Вот уж на что, казалось, Гарри не мог быть обречен. После своих триумфальных побед в первых четырех классах (и томах) он должен был бы стать всеобщим героем и любимцем… Но в дело вмешивается пресса. И, снова приехав в школу после летних каникул, Гарри узнает о существовании яда, о котором им ничего не говорили на уроках магии: о пиар-кампаниях.
Гарри, по сути, один. Дамблдор с ним не разговаривает. Первая влюбленность рушится (Гарри высказывает вполне трезвую мысль, что в школе важнее изучать не астрологию, а то, как мальчик может понять девочку).

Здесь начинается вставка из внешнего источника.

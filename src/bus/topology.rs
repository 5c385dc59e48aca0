//! Broker topology declaration.
//!
//! Declarations are idempotent and re-run on every (re)connect: the
//! dead-letter path first, then the main exchange, the input queue
//! (with its dead-letter arguments), and the results queue. Finally the
//! channel prefetch is set to a single unacknowledged delivery, which
//! is the worker's whole backpressure mechanism — the broker will not
//! hand over a second message until the first is settled.

use lapin::options::{BasicQosOptions, ExchangeDeclareOptions, QueueBindOptions, QueueDeclareOptions};
use lapin::types::{AMQPValue, FieldTable};
use lapin::{Channel, ExchangeKind};
use tracing::info;

use super::{
    DEAD_LETTER_EXCHANGE, DEAD_LETTER_QUEUE, EXCHANGE, INBOUND_ROUTING_KEY, INPUT_QUEUE,
    OUTBOUND_ROUTING_KEY, RESULT_QUEUE,
};
use crate::error::{Result, WorkerError};

/// In-flight delivery bound per consumer.
pub const PREFETCH_COUNT: u16 = 1;

/// Declare all exchanges, queues, and bindings, and set the prefetch.
pub async fn declare(channel: &Channel) -> Result<()> {
    let durable = ExchangeDeclareOptions {
        durable: true,
        ..Default::default()
    };

    // Dead-letter path: direct exchange, quarantine queue bound to the
    // input queue's own name as routing key.
    channel
        .exchange_declare(
            DEAD_LETTER_EXCHANGE,
            ExchangeKind::Direct,
            durable,
            FieldTable::default(),
        )
        .await
        .map_err(|e| WorkerError::Topology(format!("Failed to declare DLX: {}", e)))?;

    channel
        .queue_declare(
            DEAD_LETTER_QUEUE,
            QueueDeclareOptions {
                durable: true,
                ..Default::default()
            },
            FieldTable::default(),
        )
        .await
        .map_err(|e| WorkerError::Topology(format!("Failed to declare DLQ: {}", e)))?;

    channel
        .queue_bind(
            DEAD_LETTER_QUEUE,
            DEAD_LETTER_EXCHANGE,
            INPUT_QUEUE,
            QueueBindOptions::default(),
            FieldTable::default(),
        )
        .await
        .map_err(|e| WorkerError::Topology(format!("Failed to bind DLQ: {}", e)))?;

    // Main topic exchange, shared by inbound events and outbound results.
    channel
        .exchange_declare(
            EXCHANGE,
            ExchangeKind::Topic,
            durable,
            FieldTable::default(),
        )
        .await
        .map_err(|e| WorkerError::Topology(format!("Failed to declare exchange: {}", e)))?;

    // Input queue: rejected deliveries route to the DLX.
    let mut input_args = FieldTable::default();
    input_args.insert(
        "x-dead-letter-exchange".into(),
        AMQPValue::LongString(DEAD_LETTER_EXCHANGE.into()),
    );
    input_args.insert(
        "x-dead-letter-routing-key".into(),
        AMQPValue::LongString(INPUT_QUEUE.into()),
    );

    channel
        .queue_declare(
            INPUT_QUEUE,
            QueueDeclareOptions {
                durable: true,
                ..Default::default()
            },
            input_args,
        )
        .await
        .map_err(|e| WorkerError::Topology(format!("Failed to declare input queue: {}", e)))?;

    channel
        .queue_bind(
            INPUT_QUEUE,
            EXCHANGE,
            INBOUND_ROUTING_KEY,
            QueueBindOptions::default(),
            FieldTable::default(),
        )
        .await
        .map_err(|e| WorkerError::Topology(format!("Failed to bind input queue: {}", e)))?;

    // Results queue.
    channel
        .queue_declare(
            RESULT_QUEUE,
            QueueDeclareOptions {
                durable: true,
                ..Default::default()
            },
            FieldTable::default(),
        )
        .await
        .map_err(|e| WorkerError::Topology(format!("Failed to declare result queue: {}", e)))?;

    channel
        .queue_bind(
            RESULT_QUEUE,
            EXCHANGE,
            OUTBOUND_ROUTING_KEY,
            QueueBindOptions::default(),
            FieldTable::default(),
        )
        .await
        .map_err(|e| WorkerError::Topology(format!("Failed to bind result queue: {}", e)))?;

    channel
        .basic_qos(PREFETCH_COUNT, BasicQosOptions::default())
        .await
        .map_err(|e| WorkerError::Topology(format!("Failed to set prefetch: {}", e)))?;

    info!(
        exchange = %EXCHANGE,
        input_queue = %INPUT_QUEUE,
        dead_letter_queue = %DEAD_LETTER_QUEUE,
        prefetch = PREFETCH_COUNT,
        "Declared broker topology"
    );

    Ok(())
}
//! anomaly-worker: transaction anomaly-detection worker.
//!
//! ## Architecture
//! ```text
//! [finance.exchange] --transactions.new--> [ai.anomaly.queue]
//!                                                |
//!                                                v
//!                                        [anomaly-worker] --> ledger fetch
//!                                                |            model scoring
//!                                                v
//! [finance.exchange] <--anomalies.detected-- results
//!          |
//!          v
//! [ai.anomaly.results]
//! ```
//!
//! ## Configuration
//! - BACKEND_URL: ledger service base URL (e.g., "http://localhost:8080")
//! - RABBITMQ_HOST / RABBITMQ_USER / RABBITMQ_PASS: broker connection
//! - ANOMALY_LOG: tracing filter (default: "info")
//! - ANOMALY_CONFIG: optional YAML configuration file

use std::sync::Arc;

use tracing::info;
use tracing_subscriber::{layer::SubscriberExt, util::SubscriberInitExt};

use anomaly_worker::bus::ConsumerLoop;
use anomaly_worker::categories::CategoryRegistry;
use anomaly_worker::config::{Config, LOG_ENV_VAR};
use anomaly_worker::handler::Worker;
use anomaly_worker::ledger::LedgerClient;
use anomaly_worker::scoring::ModelHandle;

#[tokio::main]
async fn main() -> Result<(), Box<dyn std::error::Error>> {
    tracing_subscriber::registry()
        .with(
            tracing_subscriber::EnvFilter::try_from_env(LOG_ENV_VAR)
                .unwrap_or_else(|_| tracing_subscriber::EnvFilter::new("info")),
        )
        .with(tracing_subscriber::fmt::layer())
        .init();

    let config = Config::load(None)?;
    info!(backend = %config.backend.base_url, "Starting anomaly worker");

    let registry = Arc::new(match &config.categories.path {
        Some(path) => CategoryRegistry::open(path),
        None => CategoryRegistry::in_memory(),
    });

    let scorer = Arc::new(match &config.model.path {
        Some(path) => ModelHandle::from_file(path),
        None => ModelHandle::empty(),
    });

    let source = Arc::new(LedgerClient::new(&config.backend)?);
    let worker = Arc::new(Worker::new(source, scorer, registry));

    ConsumerLoop::new(config.amqp.clone(), worker).run().await;

    Ok(())
}
//! Anomaly-detection ingestion worker.
//!
//! Consumes transaction-batch events from RabbitMQ, fetches the
//! underlying records from the ledger backend, scores them through the
//! anomaly model, and republishes results — under at-least-once
//! delivery with a single in-flight message, counter-based retries,
//! dead-lettering, and automatic reconnection.

pub mod bus;
pub mod categories;
pub mod config;
pub mod error;
pub mod handler;
pub mod ledger;
pub mod scoring;
pub mod types;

Гарри даже желает бросить учебу в Хогвартсе.
Усложняются его отношения с родителями (хотя те и мертвы, но теперь Гарри узнает об отце нечто, что ему совсем не нравится[162]).
Подросток злится. Срывается. Хамит. Более того — «Гарри чувствовал дикое удовольствие, обвиняя Снегга»… Герои сказок так себя не ведут. Они слишком примитивны, условны, чтобы быть настолько живыми. В сказках зло внеположно по отношению к доброму персонажу. Но в жизни-то иначе: «Не понимаю, что делаю: потому что не то делаю, что хочу, а что ненавижу, то делаю. Доброго, которого хочу, не делаю, а злое, которого не хочу, делаю… Бедный я человек!» (Римл. 7, 16–24). Вот и Гарри знает, что ему нельзя видеть «наведенный» Волан-де-Мортом сон, и все же сам себе признается, что на самом-то деле ему интересно, что там за дверью и вовсе не хочется, чтобы сон перестал повторяться. Гарри предстоит понять, что нет границы «зло — и я». Зло, грех нужно увидеть в себе и победить в себе же, а не в соседе.
Но самое удивительное — это то, как вводится эта тема в повествование. С самого начала пятого тома Гарри ищет в своих снах некую тайную комнату. Затем он понимает, что на самом деле через его сны эту комнату ищет Волан-де-Морт. Затем он предполагает, что в этой комнате хранится какое-то страшное оружие. А оказывается, что хранится там всего-навсего пророчество о самом Гарри и его схватке с Темным Лордом. Тайное оружие — это, оказывается, самопознание. Знание себя и — больше — знание Замысла о себе. Того Замысла (логоса), которому ты должен соответствовать и до которого ты должен дорасти — как бы тебе порой ни было больно и как бы тебе ни хотелось свернуть к обычной растительной жизни.
Гарри смотрит в прошлое своего отца (когда тот сам был пятнадцатилетним) и видит в нем отражение своих собственных нынешних худших черт. Читатель-подросток сможет то же самое сделать, смотрясь в отражение пятого тома «Гарри Поттера». Именно дурные черты Гарри дают возможность превратить чтение сказки в урок самопознания[163].